Avec son Dracula, Yngvild Aspeli aborde un territoire propice à son langage hybride, centré sur la marionnette : celui du roman gothique. Poème visuel, sa pièce va au cœur du mythe. Elle creuse l’espace trouble, fascinant, qui sépare les morts des vivants.

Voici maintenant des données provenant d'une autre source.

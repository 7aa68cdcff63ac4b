//! # Render Envelope
//!
//! Everything a 3D viewer needs to draw the schematic frame without knowing
//! anything about catalogs or takeoff rules: one box-section envelope per
//! member, base gridlines, model bounds and a camera framing hint.
//!
//! Geometry stays in model millimetres (Z up). The camera hint is in metres
//! relative to the model center, which is how the viewer positions the root
//! of the scene.

use glam::DVec3;
use serde::{Deserialize, Serialize};

use crate::members::{MemberId, MemberRecord, MemberRole};
use crate::params::{DraftSettings, FrameParams};

/// One member as a box section between two points.
#[derive(Debug, Clone, PartialEq, Serialize, Deserialize)]
pub struct SceneMember {
    pub id: MemberId,
    pub role: MemberRole,
    pub a: DVec3,
    pub b: DVec3,
    /// Section width (mm)
    pub width_mm: f64,
    /// Section depth (mm)
    pub depth_mm: f64,
}

/// Base gridline segment (z = 0)
#[derive(Debug, Clone, Copy, PartialEq, Serialize, Deserialize)]
pub struct GridLine {
    pub a: DVec3,
    pub b: DVec3,
}

/// Axis-aligned model bounds (mm).
#[derive(Debug, Clone, Copy, PartialEq, Serialize, Deserialize)]
pub struct ModelBounds {
    pub min: DVec3,
    pub max: DVec3,
}

impl ModelBounds {
    pub fn size(&self) -> DVec3 {
        self.max - self.min
    }

    pub fn center(&self) -> DVec3 {
        (self.min + self.max) * 0.5
    }
}

/// Where to put the orbit camera.
#[derive(Debug, Clone, Copy, PartialEq, Serialize, Deserialize)]
pub struct CameraHint {
    /// Framing radius (m)
    pub radius_m: f64,
    /// Eye position (m, relative to the model center)
    pub eye_m: DVec3,
    /// Look-at target (m, relative to the model center)
    pub target_m: DVec3,
}

/// Render-facing view of one takeoff.
#[derive(Debug, Clone, PartialEq, Serialize, Deserialize)]
pub struct SceneModel {
    pub members: Vec<SceneMember>,
    pub grid_lines: Vec<GridLine>,
    pub bounds: ModelBounds,
    pub camera: CameraHint,
}

impl SceneModel {
    /// Build the envelope for `members` laid out on the grid in `params`.
    pub fn build(params: &FrameParams, members: &[MemberRecord]) -> Self {
        let grid = params.grid_spec();
        let height = params.level_set().height();
        let (size_x, size_y) = grid.extents();

        let mut grid_lines = Vec::with_capacity(grid.x.count + grid.y.count);
        for &x in &grid.x.positions {
            grid_lines.push(GridLine {
                a: DVec3::new(x, 0.0, 0.0),
                b: DVec3::new(x, size_y, 0.0),
            });
        }
        for &y in &grid.y.positions {
            grid_lines.push(GridLine {
                a: DVec3::new(0.0, y, 0.0),
                b: DVec3::new(size_x, y, 0.0),
            });
        }

        let bounds = ModelBounds {
            min: DVec3::ZERO,
            max: DVec3::new(size_x, size_y, height),
        };

        SceneModel {
            members: members
                .iter()
                .map(|m| scene_member(m, &params.settings))
                .collect(),
            grid_lines,
            bounds,
            camera: camera_hint(size_x, size_y, height),
        }
    }
}

fn scene_member(m: &MemberRecord, settings: &DraftSettings) -> SceneMember {
    let (width_mm, depth_mm) = match (m.profile.dims, m.role.is_vertical()) {
        (Some(dims), _) => (dims.width_mm, dims.depth_mm),
        (None, true) => (settings.nominal_column_mm, settings.nominal_column_mm),
        (None, false) => (settings.nominal_beam_width_mm, settings.nominal_beam_depth_mm),
    };
    SceneMember {
        id: m.id,
        role: m.role,
        a: m.a,
        b: m.b,
        width_mm,
        depth_mm,
    }
}

/// Framing radius `max(sizeX, sizeY, height) * 0.9 + 2` in metres.
pub fn framing_radius_m(size_x_mm: f64, size_y_mm: f64, height_mm: f64) -> f64 {
    size_x_mm.max(size_y_mm).max(height_mm) / 1000.0 * 0.9 + 2.0
}

fn camera_hint(size_x: f64, size_y: f64, height: f64) -> CameraHint {
    let r = framing_radius_m(size_x, size_y, height);
    let h_m = height / 1000.0;
    CameraHint {
        radius_m: r,
        eye_m: DVec3::new(r, r, r * 0.85 - h_m * 0.5),
        target_m: DVec3::new(0.0, 0.0, h_m * 0.45 - h_m * 0.5),
    }
}

#[cfg(test)]
mod tests {
    use super::*;
    use crate::braces::BraceSet;
    use crate::catalog::{builtin_catalog, ProfileCatalog};
    use crate::members::enumerate_members;
    use crate::params::AxisInput;

    fn params() -> FrameParams {
        let mut p = FrameParams::default();
        p.grid.x = AxisInput::uniform(3, 6000.0);
        p.grid.y = AxisInput::uniform(2, 8000.0);
        p.levels_mm = vec![4000.0, 8000.0];
        p
    }

    #[test]
    fn test_bounds_and_center() {
        let p = params();
        let scene = SceneModel::build(&p, &[]);
        assert_eq!(scene.bounds.max, DVec3::new(12000.0, 8000.0, 8000.0));
        assert_eq!(scene.bounds.center(), DVec3::new(6000.0, 4000.0, 4000.0));
        assert_eq!(scene.grid_lines.len(), 5);
    }

    #[test]
    fn test_framing_radius() {
        assert!((framing_radius_m(12000.0, 8000.0, 8000.0) - 12.8).abs() < 1e-9);
        assert_eq!(framing_radius_m(0.0, 0.0, 0.0), 2.0);
    }

    #[test]
    fn test_sections_from_dims() {
        let p = params();
        let members = enumerate_members(&p, &BraceSet::new(), &builtin_catalog());
        let scene = SceneModel::build(&p, &members);
        let col = scene.members.iter().find(|m| m.role == MemberRole::Column).unwrap();
        assert_eq!((col.width_mm, col.depth_mm), (300.0, 300.0));
        let beam = scene.members.iter().find(|m| m.role == MemberRole::Beam).unwrap();
        assert_eq!((beam.width_mm, beam.depth_mm), (200.0, 400.0));
    }

    #[test]
    fn test_nominal_sections_without_dims() {
        let p = params();
        let members = enumerate_members(&p, &BraceSet::new(), &ProfileCatalog::new());
        let scene = SceneModel::build(&p, &members);
        let col = scene.members.iter().find(|m| m.role == MemberRole::Column).unwrap();
        assert_eq!((col.width_mm, col.depth_mm), (200.0, 200.0));
        let beam = scene.members.iter().find(|m| m.role == MemberRole::Beam).unwrap();
        assert_eq!((beam.width_mm, beam.depth_mm), (180.0, 220.0));
    }
}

C’est une tête de chien, ou de loup – on distingue mal les contours de l’animal, dans la pénombre qui enveloppe le plateau –, qui nous ouvre les portes du Dracula d’Yngvild Aspeli. Fait d’un masque porté par l’un des cinq comédiens-marionnettistes du spectacle – Pascale Blaison, Dominique Cattani, Yejin Choi, Sebastian Moya, Marina Simonova – dont on devine le corps, l’animal annonce à sa manière, aboyeuse et piétinante, l’esprit de l’adaptation du roman de l’Irlandais Bram Stoker (1897-1912). En plaçant le chien avant l’humain, l’artiste qui vient d’être nommée à la direction du Nordland Visual Theatre – Figurteatret i Nordland en Norvège, son pays d’origine, situe d’emblée son travail du côté du sensible, du sauvage. Lorsqu’il prend sur scène la place de la bête, le narrateur de l’histoire, un certain Jonathan Harker, jeune clerc et notaire qui se rend en Transylvanie auprès du comte Dracula pour affaires, semble appartenir à un monde de rêves ou de cauchemars. Ses mots, ésotériques, sont mis au même niveau que le grognement.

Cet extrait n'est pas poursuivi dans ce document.